Yep...I've been trumpeting TBCF to all of the CT folks....very few participate..


----------



## jar546 (Feb 2, 2022)

Rick18071 said:


> Jar, I know this is about electric inspections but I was just wondering if anyone here not in PA get's audited on accessibility inspections.
> The problem here is the the state auditor comes after the building had a C. O. and the owner already changed something like hung a mirror over the lab to high. Sometimes they may audit a building 2 years after it was built. Owner took down grab bars to tile restroom, snow plow took down accessible parking space sign, door closers not adjusted right anymore for speed and weight. Had a audit just a few days after the C. O. was issued and I got written up because they already moved the microwave to a higher shelf out of accessible reach range..


I am more than familiar with PA's auditing of accessibility and have been through a lot of audits with L&I since I was a Building Official for 8 different municipalities, 5 at the same time at one point.  What you described is accurate which is why I made the decision to take photos at every accessibility final for every commercial project.  This way, we had documented proof of the condition of the building and accessibility components during the time of inspection.  PA L&I will still write up those issues but the proof is still there to share with the local governing body and the supervisor for L&I if there were any issues.

In Florida we are not audited and when it comes to the enforcement of accessibility codes, which we have, overall the building code industry is lackluster at best.  There is no accessibility license here but every inspection discipline includes accessibility competency testing as part of inspector licensing.


----------



## Rick18071 (Feb 2, 2022)

jar546 said:


> I am more than familiar with PA's auditing of accessibility and have been through a lot of audits with L&I since I was a Building Official for 8 different municipalities, 5 at the same time at one point. What you described is accurate which is why I made the decision to take photos at every accessibility final for every commercial project. This way, we had documented proof of the condition of the building and accessibility components during the time of inspection. PA L&I will still write up those issues but the proof is still there to share with the local governing body and the supervisor for L&I if there were any issues.

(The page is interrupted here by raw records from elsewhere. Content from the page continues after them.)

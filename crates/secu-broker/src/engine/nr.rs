//! Reference engine: null and AES-based NR security algorithms.
//!
//! - NIA0: all-zero MAC
//! - NIA2: AES-128-CMAC over `COUNT | BEARER | DIRECTION | 0^26 | MESSAGE`
//! - NEA0: ciphertext = plaintext
//! - NEA2: AES-128-CTR, initial block `COUNT | BEARER | DIRECTION | 0^26 | 0^64`
//!
//! Any other algorithm id fails at init. Key bytes live in zeroizing storage
//! and are wiped when the last reference to the context is dropped.

use super::{CryptoEngine, EngineError, EngineResult};
use aes::Aes128;
use cmac::{Cmac, Mac};
use ctr::cipher::{KeyIvInit, StreamCipher};
use secu_common::{AlgorithmId, Key128, StreamFrame, MAC_LEN};
use std::fmt;
use zeroize::Zeroizing;

type Aes128Ctr = ctr::Ctr128BE<Aes128>;

/// Engine state for one context.
pub enum NrContext {
    Null,
    Aes(Zeroizing<Key128>),
}

impl fmt::Debug for NrContext {
    fn fmt(&self, f: &mut fmt::Formatter<'_>) -> fmt::Result {
        match self {
            NrContext::Null => f.write_str("NrContext::Null"),
            NrContext::Aes(_) => f.write_str("NrContext::Aes(<redacted>)"),
        }
    }
}

#[derive(Debug, Clone, Copy, Default)]
pub struct NrSecurityEngine;

impl NrSecurityEngine {
    pub fn new() -> Self {
        Self
    }
}

/// Bearer and direction packed as in the first bits of byte 4 of both the
/// CMAC prefix and the CTR counter block.
fn bearer_direction_byte(frame: &StreamFrame<'_>) -> u8 {
    ((frame.bearer & 0x1f) << 3) | ((frame.direction.as_bit() & 0x01) << 2)
}

fn counter_block(frame: &StreamFrame<'_>) -> [u8; 16] {
    let mut block = [0u8; 16];
    block[..4].copy_from_slice(&frame.count.to_be_bytes());
    block[4] = bearer_direction_byte(frame);
    block
}

/// Zeroes the bits of the last byte beyond `bit_length`.
fn mask_trailing_bits(out: &mut [u8], bit_length: u32) {
    let rem = bit_length % 8;
    if rem != 0 {
        if let Some(last) = out.last_mut() {
            *last &= 0xffu8 << (8 - rem);
        }
    }
}

fn nia2(key: &Key128, frame: &StreamFrame<'_>) -> EngineResult<Vec<u8>> {
    let mut mac = <Cmac<Aes128> as Mac>::new_from_slice(key)
        .map_err(|e| EngineError::Failed(format!("cmac key: {}", e)))?;
    mac.update(&frame.count.to_be_bytes());
    mac.update(&[bearer_direction_byte(frame), 0, 0, 0]);
    if let Some((&last, head)) = frame.message.split_last() {
        let mut tail = [last];
        mask_trailing_bits(&mut tail, frame.bit_length);
        mac.update(head);
        mac.update(&tail);
    }
    Ok(mac.finalize().into_bytes().to_vec())
}

fn nea2(key: &Key128, frame: &StreamFrame<'_>, out: &mut [u8]) -> EngineResult<()> {
    let iv = counter_block(frame);
    let mut cipher = Aes128Ctr::new_from_slices(key, &iv)
        .map_err(|e| EngineError::Failed(format!("ctr init: {}", e)))?;
    out.copy_from_slice(frame.message);
    cipher.apply_keystream(out);
    Ok(())
}

impl CryptoEngine for NrSecurityEngine {
    type Context = NrContext;

    fn integrity_init(&self, algorithm: AlgorithmId, key: &Key128) -> EngineResult<NrContext> {
        match algorithm {
            AlgorithmId::NIA0 => Ok(NrContext::Null),
            AlgorithmId::NIA2 => Ok(NrContext::Aes(Zeroizing::new(*key))),
            other => Err(EngineError::UnsupportedAlgorithm(other)),
        }
    }

    fn ciphering_init(&self, algorithm: AlgorithmId, key: &Key128) -> EngineResult<NrContext> {
        match algorithm {
            AlgorithmId::NEA0 => Ok(NrContext::Null),
            AlgorithmId::NEA2 => Ok(NrContext::Aes(Zeroizing::new(*key))),
            other => Err(EngineError::UnsupportedAlgorithm(other)),
        }
    }

    fn compute_integrity(
        &self,
        algorithm: AlgorithmId,
        context: &NrContext,
        frame: &StreamFrame<'_>,
    ) -> EngineResult<Vec<u8>> {
        match (algorithm, context) {
            (AlgorithmId::NIA0, NrContext::Null) => Ok(vec![0u8; MAC_LEN]),
            (AlgorithmId::NIA2, NrContext::Aes(key)) => nia2(key, frame),
            (other, _) => Err(EngineError::Failed(format!(
                "integrity algorithm {} cannot use this context",
                other
            ))),
        }
    }

    fn compute_encrypt(
        &self,
        algorithm: AlgorithmId,
        context: &NrContext,
        frame: &StreamFrame<'_>,
        out: &mut [u8],
    ) -> EngineResult<()> {
        match (algorithm, context) {
            (AlgorithmId::NEA0, NrContext::Null) => out.copy_from_slice(frame.message),
            (AlgorithmId::NEA2, NrContext::Aes(key)) => nea2(key, frame, out)?,
            (other, _) => {
                return Err(EngineError::Failed(format!(
                    "ciphering algorithm {} cannot use this context",
                    other
                )))
            }
        }
        mask_trailing_bits(out, frame.bit_length);
        Ok(())
    }
}

#[cfg(test)]
mod tests {
    use super::*;
    use secu_common::Direction;

    const KEY: Key128 = [
        0xd3, 0xc5, 0xd5, 0x92, 0x32, 0x7f, 0xb1, 0x1c, 0x40, 0x35, 0xc6, 0x68, 0x0a, 0xf8, 0xc6,
        0xd1,
    ];

    fn frame(message: &[u8], count: u32, bearer: u8, direction: Direction) -> StreamFrame<'_> {
        StreamFrame {
            count,
            bearer,
            direction,
            message,
            bit_length: (message.len() * 8) as u32,
        }
    }

    fn encrypt(ctx: &NrContext, f: &StreamFrame<'_>) -> Vec<u8> {
        let mut out = vec![0u8; f.message.len()];
        NrSecurityEngine
            .compute_encrypt(AlgorithmId::NEA2, ctx, f, &mut out)
            .unwrap();
        out
    }

    #[test]
    fn test_unsupported_algorithms_fail_init() {
        let engine = NrSecurityEngine::new();
        assert_eq!(
            engine.integrity_init(AlgorithmId::NIA1, &KEY).unwrap_err(),
            EngineError::UnsupportedAlgorithm(AlgorithmId::NIA1)
        );
        assert!(engine.ciphering_init(AlgorithmId::NEA3, &KEY).is_err());
        assert!(engine.ciphering_init(AlgorithmId(42), &KEY).is_err());
    }

    #[test]
    fn test_nia0_is_all_zero() {
        let engine = NrSecurityEngine::new();
        let ctx = engine.integrity_init(AlgorithmId::NIA0, &KEY).unwrap();
        let mac = engine
            .compute_integrity(AlgorithmId::NIA0, &ctx, &frame(b"hello", 5, 3, Direction::Uplink))
            .unwrap();
        assert_eq!(mac, vec![0u8; 4]);
    }

    #[test]
    fn test_nia2_is_deterministic_and_input_sensitive() {
        let engine = NrSecurityEngine::new();
        let ctx = engine.integrity_init(AlgorithmId::NIA2, &KEY).unwrap();
        let mac = |f: StreamFrame<'_>| engine.compute_integrity(AlgorithmId::NIA2, &ctx, &f).unwrap();

        let base = mac(frame(b"hello", 5, 3, Direction::Uplink));
        assert_eq!(base.len(), 16);
        assert_eq!(base, mac(frame(b"hello", 5, 3, Direction::Uplink)));
        assert_ne!(base, mac(frame(b"hello", 6, 3, Direction::Uplink)));
        assert_ne!(base, mac(frame(b"hello", 5, 4, Direction::Uplink)));
        assert_ne!(base, mac(frame(b"hello", 5, 3, Direction::Downlink)));
        assert_ne!(base, mac(frame(b"hellp", 5, 3, Direction::Uplink)));
    }

    #[test]
    fn test_nia2_depends_on_key() {
        let engine = NrSecurityEngine::new();
        let a = engine.integrity_init(AlgorithmId::NIA2, &KEY).unwrap();
        let b = engine.integrity_init(AlgorithmId::NIA2, &[0u8; 16]).unwrap();
        let f = frame(b"payload", 1, 0, Direction::Downlink);
        assert_ne!(
            engine.compute_integrity(AlgorithmId::NIA2, &a, &f).unwrap(),
            engine.compute_integrity(AlgorithmId::NIA2, &b, &f).unwrap()
        );
    }

    #[test]
    fn test_nea2_is_self_inverse() {
        let ctx = NrSecurityEngine.ciphering_init(AlgorithmId::NEA2, &KEY).unwrap();
        let plaintext = b"the quick brown fox jumps over the lazy dog".to_vec();

        let ciphertext = encrypt(&ctx, &frame(&plaintext, 0x398a59b4, 0x15, Direction::Downlink));
        assert_ne!(ciphertext, plaintext);

        let restored = encrypt(&ctx, &frame(&ciphertext, 0x398a59b4, 0x15, Direction::Downlink));
        assert_eq!(restored, plaintext);
    }

    #[test]
    fn test_nea2_keystream_depends_on_count_bearer_direction() {
        let ctx = NrSecurityEngine.ciphering_init(AlgorithmId::NEA2, &KEY).unwrap();
        let zeros = [0u8; 32];
        let base = encrypt(&ctx, &frame(&zeros, 1, 1, Direction::Uplink));
        assert_ne!(base, encrypt(&ctx, &frame(&zeros, 2, 1, Direction::Uplink)));
        assert_ne!(base, encrypt(&ctx, &frame(&zeros, 1, 2, Direction::Uplink)));
        assert_ne!(base, encrypt(&ctx, &frame(&zeros, 1, 1, Direction::Downlink)));
    }

    #[test]
    fn test_trailing_bits_are_masked() {
        let engine = NrSecurityEngine::new();
        let ctx = engine.ciphering_init(AlgorithmId::NEA0, &KEY).unwrap();
        let message = [0xffu8; 2];
        let f = StreamFrame {
            count: 0,
            bearer: 0,
            direction: Direction::Uplink,
            message: &message,
            bit_length: 12,
        };
        let mut out = [0u8; 2];
        engine
            .compute_encrypt(AlgorithmId::NEA0, &ctx, &f, &mut out)
            .unwrap();
        assert_eq!(out, [0xff, 0xf0]);
    }

    #[test]
    fn test_nia2_ignores_bits_past_bit_length() {
        let engine = NrSecurityEngine::new();
        let ctx = engine.integrity_init(AlgorithmId::NIA2, &KEY).unwrap();
        let mac = |message: &[u8], bit_length: u32| {
            let f = StreamFrame {
                count: 7,
                bearer: 2,
                direction: Direction::Uplink,
                message,
                bit_length,
            };
            engine.compute_integrity(AlgorithmId::NIA2, &ctx, &f).unwrap()
        };

        assert_eq!(mac(&[0xab, 0xf0], 12), mac(&[0xab, 0xff], 12));
        assert_ne!(mac(&[0xab, 0xf0], 12), mac(&[0xab, 0xe0], 12));
        assert_ne!(mac(&[0xab, 0xff], 16), mac(&[0xab, 0xf0], 16));
    }

    #[test]
    fn test_algorithm_context_mismatch_is_engine_error() {
        let engine = NrSecurityEngine::new();
        let null_ctx = engine.ciphering_init(AlgorithmId::NEA0, &KEY).unwrap();
        let mut out = [0u8; 5];
        assert!(engine
            .compute_encrypt(
                AlgorithmId::NEA2,
                &null_ctx,
                &frame(b"hello", 0, 0, Direction::Uplink),
                &mut out
            )
            .is_err());
    }

    #[test]
    fn test_debug_redacts_key() {
        let ctx = NrSecurityEngine.integrity_init(AlgorithmId::NIA2, &KEY).unwrap();
        assert_eq!(format!("{:?}", ctx), "NrContext::Aes(<redacted>)");
    }
}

Yea, I showed the state accessibility auditor a photo with the date of the final inspection of the microwave on a lower shelf but he wrote me up anyway.


----------



## jar546 (Feb 3, 2022)

Rick18071 said:


> Yea, I showed the state accessibility auditor a photo with the date of the final inspection of the microwave on a lower shelf but he wrote me up anyway.


Yes, they are still going to write you up.  The point of the photos was for your protection when the city managers and elected officials call you out on it.  It is solely a CYA.  If the violation exists, they will write it up.


----------